President Donald Trump is giving his one-week delayed State of the Union address today, and Wall Street is paying close attention.
One of the big topics of interest is taxes, as the vast majority of Americans want taxes raised on the rich, and many feel like the Tax Cuts and Jobs Act passed by the GOP in 2017 mostly benefited top-tier earners.
On Monday, Politico said surveys show “overwhelming support for raising taxes on top earners,” with one new poll finding “76 percent of registered voters believe the wealthiest Americans should pay more in taxes,” while a recent Fox News survey found that “70 percent of Americans favor raising taxes on those earning over $10 million — including 54 percent of Republicans.”
Tump needs to boast about the economy, Valliere said, but is instead likely to get “bogged down” on border wall funding and trade wars and tariffs, “making business leaders reluctant to commit to new investments.” The president also needs to “expand his base and cut some deals. He’s a salesman who begins his final campaign tonight after a battering in January that raised the likelihood that Trump – unlike Reagan – could be a one-term president.”
Also at the top of the list for investors: trade.
Separately, Raymond James policy analyst Ed Mills wrote he’ll be watching whether Trump takes “the more traditional path of outlining an agenda that attempts unity or if he will stick to themes that will rally his political base and foreshadow continued clashes,” with a focus on any hints about trade negotiations with China, a resolution for government funding/border security, drug pricing and any infrastructure plan.

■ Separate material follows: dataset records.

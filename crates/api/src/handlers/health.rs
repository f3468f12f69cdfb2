//! Liveness probe.

use axum::response::IntoResponse;
use axum::Json;
use serde_json::json;

/// GET /health
///
/// Always returns `200 OK` while the process is serving requests.
pub async fn health() -> impl IntoResponse {
    Json(json!({ "status": "ok" }))
}
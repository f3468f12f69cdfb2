//! Embedded JSON seed data.
//!
//! The fixtures describe a small multi-country program portfolio with data
//! points in every workflow state. Audit trails are synthesized at load
//! time from each point's status and stamps so the integrity hash chains
//! are consistent with what the repositories would have produced.

use melboard_core::audit::action_types;
use melboard_core::error::CoreError;
use melboard_core::workflow::DataPointStatus;
use serde::de::DeserializeOwned;

use crate::models::{Country, DataPoint, Indicator, Notification, Project, User};

const COUNTRIES_JSON: &str = include_str!("../fixtures/countries.json");
const PROJECTS_JSON: &str = include_str!("../fixtures/projects.json");
const INDICATORS_JSON: &str = include_str!("../fixtures/indicators.json");
const USERS_JSON: &str = include_str!("../fixtures/users.json");
const DATA_POINTS_JSON: &str = include_str!("../fixtures/data_points.json");

/// Parsed seed data for a [`Store`](crate::Store).
#[derive(Debug, Default)]
pub struct Seed {
    pub countries: Vec<Country>,
    pub projects: Vec<Project>,
    pub indicators: Vec<Indicator>,
    pub users: Vec<User>,
    pub data_points: Vec<DataPoint>,
    pub notifications: Vec<Notification>,
}

/// Parse the embedded fixtures.
pub fn load() -> Result<Seed, CoreError> {
    let mut data_points: Vec<DataPoint> = parse("data_points", DATA_POINTS_JSON)?;
    synthesize_audit_trails(&mut data_points);

    Ok(Seed {
        countries: parse("countries", COUNTRIES_JSON)?,
        projects: parse("projects", PROJECTS_JSON)?,
        indicators: parse("indicators", INDICATORS_JSON)?,
        users: parse("users", USERS_JSON)?,
        data_points,
        // Notifications accumulate at runtime; the seed starts empty.
        notifications: Vec::new(),
    })
}

fn parse<T: DeserializeOwned>(name: &str, raw: &str) -> Result<Vec<T>, CoreError> {
    serde_json::from_str(raw)
        .map_err(|e| CoreError::Internal(format!("Malformed {name} fixture: {e}")))
}

/// Reconstruct each data point's audit trail from its status and stamps.
///
/// The fixture files omit trails; recording them there would require
/// precomputed integrity hashes that break on any edit.
fn synthesize_audit_trails(points: &mut [DataPoint]) {
    for dp in points {
        if !dp.audit_trail.is_empty() {
            continue;
        }

        dp.append_audit(action_types::CREATE, dp.submitted_by, dp.submitted_at, None);

        let was_submitted = dp.status != DataPointStatus::Draft || dp.rejected_at.is_some();
        if was_submitted {
            dp.append_audit(action_types::SUBMIT, dp.submitted_by, dp.submitted_at, None);
        }

        if let (Some(by), Some(at)) = (dp.approved_by, dp.approved_at) {
            dp.append_audit(action_types::APPROVE, by, at, None);
        }

        if let (Some(by), Some(at)) = (dp.rejected_by, dp.rejected_at) {
            let reason = dp.rejection_reason.clone();
            dp.append_audit(action_types::REJECT, by, at, reason.as_deref());
        }
    }
}

#[cfg(test)]
mod tests {
    use super::*;
    use melboard_core::audit;
    use std::collections::HashSet;

    #[test]
    fn fixtures_parse() {
        let seed = load().unwrap();
        assert!(!seed.countries.is_empty());
        assert!(!seed.projects.is_empty());
        assert!(!seed.indicators.is_empty());
        assert!(!seed.users.is_empty());
        assert!(!seed.data_points.is_empty());
    }

    #[test]
    fn references_resolve() {
        let seed = load().unwrap();
        let countries: HashSet<_> = seed.countries.iter().map(|c| c.id).collect();
        let projects: HashSet<_> = seed.projects.iter().map(|p| p.id).collect();
        let indicators: HashSet<_> = seed.indicators.iter().map(|i| i.id).collect();
        let users: HashSet<_> = seed.users.iter().map(|u| u.id).collect();

        for p in &seed.projects {
            assert!(countries.contains(&p.country_id), "project {} country", p.id);
        }
        for dp in &seed.data_points {
            assert!(projects.contains(&dp.project_id), "data point {} project", dp.id);
            assert!(indicators.contains(&dp.indicator_id), "data point {} indicator", dp.id);
            assert!(users.contains(&dp.submitted_by), "data point {} submitter", dp.id);
        }
    }

    #[test]
    fn ids_are_unique() {
        let seed = load().unwrap();
        let ids: Vec<_> = seed.data_points.iter().map(|d| d.id).collect();
        let unique: HashSet<_> = ids.iter().collect();
        assert_eq!(ids.len(), unique.len());
    }

    #[test]
    fn well_known_indicators_present() {
        use melboard_core::metrics;
        let seed = load().unwrap();
        for id in [
            metrics::INDICATOR_PEOPLE_TRAINED,
            metrics::INDICATOR_WOMEN_PARTICIPANTS,
            metrics::INDICATOR_LOANS_DISBURSED,
            metrics::INDICATOR_TRAINING_SESSIONS,
        ] {
            assert!(seed.indicators.iter().any(|i| i.id == id), "indicator {id}");
        }
    }

    #[test]
    fn synthesized_trails_chain_correctly() {
        let seed = load().unwrap();
        for dp in &seed.data_points {
            assert!(!dp.audit_trail.is_empty(), "data point {} has no trail", dp.id);
            let result = audit::verify_chain(dp.audit_trail.iter().map(|e| {
                (
                    e.integrity_hash.as_str(),
                    audit::canonical_entry_data(
                        &e.action,
                        e.user_id,
                        &e.timestamp,
                        e.comment.as_deref(),
                    ),
                )
            }));
            assert!(result.chain_valid, "data point {} chain broken", dp.id);
        }
    }

    #[test]
    fn trails_are_time_ordered() {
        let seed = load().unwrap();
        for dp in &seed.data_points {
            for pair in dp.audit_trail.windows(2) {
                assert!(
                    pair[0].timestamp <= pair[1].timestamp,
                    "data point {} trail out of order",
                    dp.id
                );
            }
        }
    }
}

Mills joined other analysts who’re expecting clues on trade policy will be top of mind for stock investors watching the State of the Union speech. The consensus is that trade remarks may influence equity sectors from footwear to auto parts, while pharma stocks may be volatile if the president zeros in on drug costs reforms, and financials and housing may be overlooked.
CNBC says Wall Street also is looking for clues on how the administration will curb drug prices.
On Thursday, the administration unveiled a proposal that would ban so-called backdoor deals cut by pharmaceutical companies with middlemen who get preferred status for their drugs through Medicare.
As it stands right now, drug makers pay rebates to pharmacy benefit management (PBM) companies like CVS Health and UnitedHealthGroup to include their medications on Medicare Part D plans. This proposal would pass an estimated $29 billion in rebates from drug companies to consumers. PBMs would get a flat fee for including drugs on their plans instead.
“If implemented in its current form, the proposed rule could have sweeping changes to the drug channel,” said Mills of Raymond James. “This is only a proposed regulation and still must go through a comment period before finalization. If all goes according to the HHS schedule, the new regulation will be fully implemented by January 1, 2020.”
Infrastructure also should be a prominent topic.
CNBC learned in January that the White House held a high-level meeting to plot out a possible path forward for a “significant” infrastructure initiative. However, it is not clear whether the administration will move forward with its own plan or work with Democrats on the matter. Trump said after the midterms in November he hoped to work with Democrats on infrastructure, adding: “We have a lot of things in common on infrastructure.”
Dan Clifton, head of policy research at Strategas, said Trump will likely push for an infrastructure bill at the State of the Union. He added, however, that the two sides are unlikely to come to agreement on a big infrastructure measure. Nonetheless, some stocks could move on the Trump comments.
Of course, talk of his long-promised border wall could throw cold water on a potentially bullish speech, CNBC says.
While Trump could strike a bipartisan tone on trade, drug pricing and infrastructure — which would be bullish for the broader stock market — his message could be undercut by the lingering stalemate between the administration and Democratic leadership over funding for the U.S.-Mexico border wall.
Isaac Boltansky, director of policy research at Compass Point, said Trump will likely dedicate a good chunk of his speech to his wall proposal. “We believe there will be an outsized focus on the border wall and the president could use this forum to build his case for unilateral administrative action on the wall (e.g., national emergency declaration),” Boltansky wrote in a note.